In the closing remarks to A Philosophical Essay on Probabilities, Laplace (1814/1951) argues that “the theory of probabilities is at bottom only common sense reduced to calculus; it makes us appreciate with exactitude that which exact minds feel by a sort of instinct without being able ofttimes to give a reason for it”. Within probability theory, Bayes’ rule provides the mechanism by which a set of prior beliefs can be updated in light of evidence, as follows: given a hypothesis, h, which we believe has some prior probability of being correct P(h), if we then observed some data, x, Bayes’ theorem tells us how to find P(h|x), the posterior probability that h is true given that we have now seen x,P(h|x)=P(x|h)P(h)P(x).

As to whether Laplace’s claim provides a plausible account of human reasoning, one of the principal sources of discussion is base rate neglect, a phenomenon that seems to contradict the assertion that analytic probabilities are merely formalized versions of people’s intuitions about chance. The general finding is that, when people are provided with prior information (in the form of a base rate) along with new evidence, they typically weight the evidence provided by the new data far more heavily than that provided by the base rates (Kahneman & Tversky, 1973). This tendency to downgrade the value of the prior relative to the likelihood is taken to imply that: firstly, Bayes’ theorem does not provide a complete account of the reasoning employed by people (Villejoubert & Mandel, 2002); and, secondly, that people are therefore suboptimal or biased in their judgments, and may be regarded as acting irrationally. Note, however, that there are two distinct claims here. Clearly, underweighting the base rate information will lead people to make judgments that differ from those provided by a simplistic application of Eq. (1). The charge of irrationality, however, is a stronger claim, and somewhat more questionable.

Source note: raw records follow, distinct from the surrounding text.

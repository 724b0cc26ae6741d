use std::sync::Arc;
use std::time::Duration;

use futures::future::join_all;
use tokio::sync::Semaphore;
use tokio::time::{MissedTickBehavior, interval};
use uptime::{CheckCycle, CycleError, CycleOutcome, MonitoredTarget};

use crate::config::Config;

/// Target configuration for scheduling
#[derive(Debug, Clone)]
pub struct ScheduledTarget {
    pub target: MonitoredTarget,
    pub interval_seconds: u64,
    pub enabled: bool,
}

impl ScheduledTarget {
    /// Build the schedule for every configured target
    pub fn from_config(config: &Config) -> Vec<Self> {
        config
            .targets
            .iter()
            .map(|entry| Self {
                target: entry.to_target(),
                interval_seconds: config.interval_for(entry),
                enabled: entry.enabled,
            })
            .collect()
    }
}

/// Monitoring scheduler - runs check cycles for each target on its interval
pub struct MonitoringScheduler {
    cycle: CheckCycle,
    permits: Arc<Semaphore>,
}

impl MonitoringScheduler {
    /// Create a new monitoring scheduler
    pub fn new(cycle: CheckCycle, max_concurrent_checks: usize) -> Self {
        Self { cycle, permits: Arc::new(Semaphore::new(max_concurrent_checks.max(1))) }
    }

    /// Run one cycle, waiting for a free slot first
    async fn run_cycle(
        cycle: &CheckCycle,
        permits: &Semaphore,
        target: &MonitoredTarget,
    ) -> Result<CycleOutcome, CycleError> {
        // The semaphore is never closed
        let _permit = permits.acquire().await.ok();
        cycle.run(target).await
    }

    /// Schedule a single target for periodic checking
    pub fn schedule_target(&self, scheduled: ScheduledTarget) -> tokio::task::JoinHandle<()> {
        let cycle = self.cycle.clone();
        let permits = self.permits.clone();

        tokio::spawn(async move {
            if !scheduled.enabled {
                tracing::info!(target_id = %scheduled.target.id, "Target disabled, not scheduling");
                return;
            }

            let mut timer = interval(Duration::from_secs(scheduled.interval_seconds));
            // A slow cycle skips ticks instead of bursting to catch up
            timer.set_missed_tick_behavior(MissedTickBehavior::Skip);

            loop {
                timer.tick().await;

                if let Err(e) = Self::run_cycle(&cycle, &permits, &scheduled.target).await {
                    tracing::error!(target_id = %scheduled.target.id, "Check cycle failed: {}", e);
                }
            }
        })
    }

    /// Schedule multiple targets
    pub fn schedule_targets(&self, targets: Vec<ScheduledTarget>) -> Vec<tokio::task::JoinHandle<()>> {
        targets.into_iter().map(|scheduled| self.schedule_target(scheduled)).collect()
    }

    /// Run a single cycle for every enabled target concurrently
    pub async fn run_once(
        &self,
        targets: &[ScheduledTarget],
    ) -> Vec<(String, Result<CycleOutcome, CycleError>)> {
        let runs = targets.iter().filter(|scheduled| scheduled.enabled).map(|scheduled| async move {
            let result = Self::run_cycle(&self.cycle, &self.permits, &scheduled.target).await;
            (scheduled.target.id.clone(), result)
        });

        join_all(runs).await
    }
}
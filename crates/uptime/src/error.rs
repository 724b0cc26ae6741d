//! Error types for the check cycle.
//!
//! Transport failures are not errors here: the probe folds them into
//! [`crate::scan::RawResult::TransportError`].

use std::time::Duration;

use thiserror::Error;

/// The scan store could not serve a request
#[derive(Debug, Error)]
pub enum StoreError {
    #[error("Scan store unavailable: {0}")]
    Unavailable(String),
    #[error("Scan store backend error: {0}")]
    Backend(String),
}

/// A notification could not be delivered
#[derive(Debug, Error)]
pub enum NotifyError {
    #[error("Failed to send notification: {0}")]
    SendFailed(String),
    #[error("Invalid configuration for notifier: {0}")]
    InvalidConfiguration(String),
    #[error("Network error: {0}")]
    Network(#[from] reqwest::Error),
    #[error("Notification not delivered within {0:?}")]
    TimedOut(Duration),
}

/// The uptime report could not be regenerated
#[derive(Debug, Error)]
pub enum ReportError {
    #[error("Failed to read scan history: {0}")]
    Store(#[from] StoreError),
    #[error("Report not regenerated within {0:?}")]
    TimedOut(Duration),
}

/// The HTTP prober could not be built
#[derive(Debug, Error)]
pub enum ProbeError {
    #[error("Failed to build HTTP client: {0}")]
    Client(#[from] reqwest::Error),
}

/// The only failure that escapes a check cycle.
///
/// A cycle aborts before transition detection when the scan was not
/// persisted, so a transition is never evaluated against unpersisted data.
#[derive(Debug, Error)]
pub enum CycleError {
    #[error("Scan for {target} was not persisted: {source}")]
    Persistence {
        target: String,
        #[source]
        source: StoreError,
    },
}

Traditional approaches to the study of human decision making have tended to assume that rational behavior is best operationalized in terms of the strict adherence to some optimal strategy calculated by the researcher in advance (as is the case in most uses of expected utility theory). Any deviations from this researcher-specified strategy are then deemed to be evidence of irrational behavior. The major problem with this approach is that the manner in which these optimal strategies are designed is often extremely impractical – most notably, no consideration is given to the costs associated with time spent and computations performed. As argued by Todd and Gigerenzer (2000), it is by no means clear that a rational actor should, in fact, expend a great deal of time and effort in computing exact solutions to complicated problems, especially when fast and simple approximations are available.

This accords well with observations such as those made by McKenzie (2003), who argues that rational models should, properly, be regarded as theories but not standards of behavior. This, it is argued, is because apparent errors observed in laboratory tasks actually tend to result from participants’ use of strategies that deliver good results in real world tasks. Thus, while such strategies can be regarded as “irrational” within the context of the specific task, it might in fact be the case that the strategies that are optimal in the experiment would in fact hinder performance in real life.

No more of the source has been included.